→ **Instructions for the task**: Which lines of the records below contain the word "characters"? Show each one.

Stored data entries
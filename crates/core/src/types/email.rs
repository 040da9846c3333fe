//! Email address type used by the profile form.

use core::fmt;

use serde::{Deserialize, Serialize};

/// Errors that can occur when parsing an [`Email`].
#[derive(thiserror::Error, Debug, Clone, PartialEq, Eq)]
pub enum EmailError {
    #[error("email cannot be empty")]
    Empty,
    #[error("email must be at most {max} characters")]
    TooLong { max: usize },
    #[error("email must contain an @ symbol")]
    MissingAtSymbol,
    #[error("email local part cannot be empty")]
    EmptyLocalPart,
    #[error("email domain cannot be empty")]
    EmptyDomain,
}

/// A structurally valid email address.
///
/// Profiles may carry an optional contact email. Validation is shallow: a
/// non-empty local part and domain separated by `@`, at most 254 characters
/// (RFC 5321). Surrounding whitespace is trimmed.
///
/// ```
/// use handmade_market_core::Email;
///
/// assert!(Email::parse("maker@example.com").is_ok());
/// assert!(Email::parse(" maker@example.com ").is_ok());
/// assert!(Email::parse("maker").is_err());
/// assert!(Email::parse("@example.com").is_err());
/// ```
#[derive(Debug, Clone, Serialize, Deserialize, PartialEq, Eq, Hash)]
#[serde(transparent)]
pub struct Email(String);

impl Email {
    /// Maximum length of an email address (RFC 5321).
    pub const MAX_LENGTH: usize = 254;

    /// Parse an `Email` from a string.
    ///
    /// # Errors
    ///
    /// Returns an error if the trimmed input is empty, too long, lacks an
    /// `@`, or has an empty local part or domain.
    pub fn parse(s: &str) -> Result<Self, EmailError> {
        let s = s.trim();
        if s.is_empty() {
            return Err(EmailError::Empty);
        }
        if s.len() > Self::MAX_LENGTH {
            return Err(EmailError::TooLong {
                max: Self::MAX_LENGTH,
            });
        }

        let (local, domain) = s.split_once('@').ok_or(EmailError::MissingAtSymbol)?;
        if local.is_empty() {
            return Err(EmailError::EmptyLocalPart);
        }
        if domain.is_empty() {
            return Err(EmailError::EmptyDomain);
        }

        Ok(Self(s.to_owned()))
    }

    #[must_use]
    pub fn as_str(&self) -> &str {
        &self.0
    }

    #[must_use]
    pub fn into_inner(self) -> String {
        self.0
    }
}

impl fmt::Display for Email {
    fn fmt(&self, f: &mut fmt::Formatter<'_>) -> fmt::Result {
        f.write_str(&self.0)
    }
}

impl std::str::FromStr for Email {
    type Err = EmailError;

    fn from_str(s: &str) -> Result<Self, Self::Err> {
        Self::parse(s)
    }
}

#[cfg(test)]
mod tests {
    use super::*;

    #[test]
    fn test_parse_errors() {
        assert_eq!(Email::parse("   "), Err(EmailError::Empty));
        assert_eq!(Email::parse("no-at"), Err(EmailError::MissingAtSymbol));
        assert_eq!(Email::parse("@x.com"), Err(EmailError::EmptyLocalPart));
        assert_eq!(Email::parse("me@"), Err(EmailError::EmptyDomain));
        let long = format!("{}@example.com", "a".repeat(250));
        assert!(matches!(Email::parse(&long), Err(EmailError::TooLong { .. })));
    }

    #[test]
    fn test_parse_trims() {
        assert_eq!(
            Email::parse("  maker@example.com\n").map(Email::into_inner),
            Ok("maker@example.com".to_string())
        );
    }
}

...

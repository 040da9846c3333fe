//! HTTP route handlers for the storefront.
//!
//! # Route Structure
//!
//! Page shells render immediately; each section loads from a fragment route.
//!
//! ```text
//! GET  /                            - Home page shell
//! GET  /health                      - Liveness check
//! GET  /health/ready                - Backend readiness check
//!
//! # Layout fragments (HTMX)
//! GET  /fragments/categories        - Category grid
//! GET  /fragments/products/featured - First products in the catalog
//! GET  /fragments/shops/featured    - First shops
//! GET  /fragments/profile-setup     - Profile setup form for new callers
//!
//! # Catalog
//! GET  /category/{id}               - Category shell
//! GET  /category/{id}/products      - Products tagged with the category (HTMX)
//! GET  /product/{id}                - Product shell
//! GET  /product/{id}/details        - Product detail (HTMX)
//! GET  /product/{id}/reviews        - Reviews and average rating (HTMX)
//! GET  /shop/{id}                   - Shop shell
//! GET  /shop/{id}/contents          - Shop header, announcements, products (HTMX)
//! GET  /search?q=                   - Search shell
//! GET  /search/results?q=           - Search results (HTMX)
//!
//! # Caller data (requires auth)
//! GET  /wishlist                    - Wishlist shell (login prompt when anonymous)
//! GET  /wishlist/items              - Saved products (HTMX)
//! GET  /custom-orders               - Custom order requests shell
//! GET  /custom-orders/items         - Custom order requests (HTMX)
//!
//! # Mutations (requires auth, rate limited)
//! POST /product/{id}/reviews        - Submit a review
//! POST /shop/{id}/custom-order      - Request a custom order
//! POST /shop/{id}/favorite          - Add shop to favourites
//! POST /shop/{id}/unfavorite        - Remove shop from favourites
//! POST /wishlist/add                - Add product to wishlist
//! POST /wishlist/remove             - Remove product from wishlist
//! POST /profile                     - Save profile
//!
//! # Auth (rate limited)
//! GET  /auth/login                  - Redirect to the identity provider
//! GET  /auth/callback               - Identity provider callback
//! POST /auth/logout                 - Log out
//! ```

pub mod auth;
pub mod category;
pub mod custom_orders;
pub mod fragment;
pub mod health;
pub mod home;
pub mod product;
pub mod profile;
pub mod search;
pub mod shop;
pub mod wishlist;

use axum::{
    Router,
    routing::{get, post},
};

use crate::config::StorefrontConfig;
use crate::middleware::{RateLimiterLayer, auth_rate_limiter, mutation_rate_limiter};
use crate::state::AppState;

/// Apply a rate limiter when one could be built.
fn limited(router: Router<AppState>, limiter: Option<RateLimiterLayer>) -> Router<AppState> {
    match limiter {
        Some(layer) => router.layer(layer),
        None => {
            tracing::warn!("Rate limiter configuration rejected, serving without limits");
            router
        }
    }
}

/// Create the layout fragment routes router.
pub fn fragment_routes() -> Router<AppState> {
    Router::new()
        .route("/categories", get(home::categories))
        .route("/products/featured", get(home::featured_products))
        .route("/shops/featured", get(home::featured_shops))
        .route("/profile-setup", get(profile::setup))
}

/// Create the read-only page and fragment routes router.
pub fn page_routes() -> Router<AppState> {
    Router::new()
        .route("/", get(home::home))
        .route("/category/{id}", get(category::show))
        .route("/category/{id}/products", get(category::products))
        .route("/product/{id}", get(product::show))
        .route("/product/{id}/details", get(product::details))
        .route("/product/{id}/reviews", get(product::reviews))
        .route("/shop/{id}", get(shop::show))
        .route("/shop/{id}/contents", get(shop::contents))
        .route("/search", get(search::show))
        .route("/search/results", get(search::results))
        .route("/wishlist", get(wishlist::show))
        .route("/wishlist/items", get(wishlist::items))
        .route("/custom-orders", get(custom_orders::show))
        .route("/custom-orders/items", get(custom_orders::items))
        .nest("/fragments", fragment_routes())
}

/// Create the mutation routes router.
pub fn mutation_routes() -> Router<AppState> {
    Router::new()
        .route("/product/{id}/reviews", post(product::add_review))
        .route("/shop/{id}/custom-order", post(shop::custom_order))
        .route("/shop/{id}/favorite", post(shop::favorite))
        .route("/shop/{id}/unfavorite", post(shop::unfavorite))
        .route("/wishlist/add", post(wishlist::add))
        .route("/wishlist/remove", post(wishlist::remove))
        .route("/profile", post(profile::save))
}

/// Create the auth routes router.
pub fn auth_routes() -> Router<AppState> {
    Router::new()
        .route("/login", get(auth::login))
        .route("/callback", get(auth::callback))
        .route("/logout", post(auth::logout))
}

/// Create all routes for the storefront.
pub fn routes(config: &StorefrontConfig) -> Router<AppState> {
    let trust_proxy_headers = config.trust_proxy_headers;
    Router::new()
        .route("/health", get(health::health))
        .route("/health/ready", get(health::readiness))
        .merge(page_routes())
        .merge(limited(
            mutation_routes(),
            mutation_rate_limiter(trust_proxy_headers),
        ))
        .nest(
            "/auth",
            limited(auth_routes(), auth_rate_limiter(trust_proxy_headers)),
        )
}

→ **Written response**:
    #[error("email must be at most {max} characters")]
/// non-empty local part and domain separated by `@`, at most 254 characters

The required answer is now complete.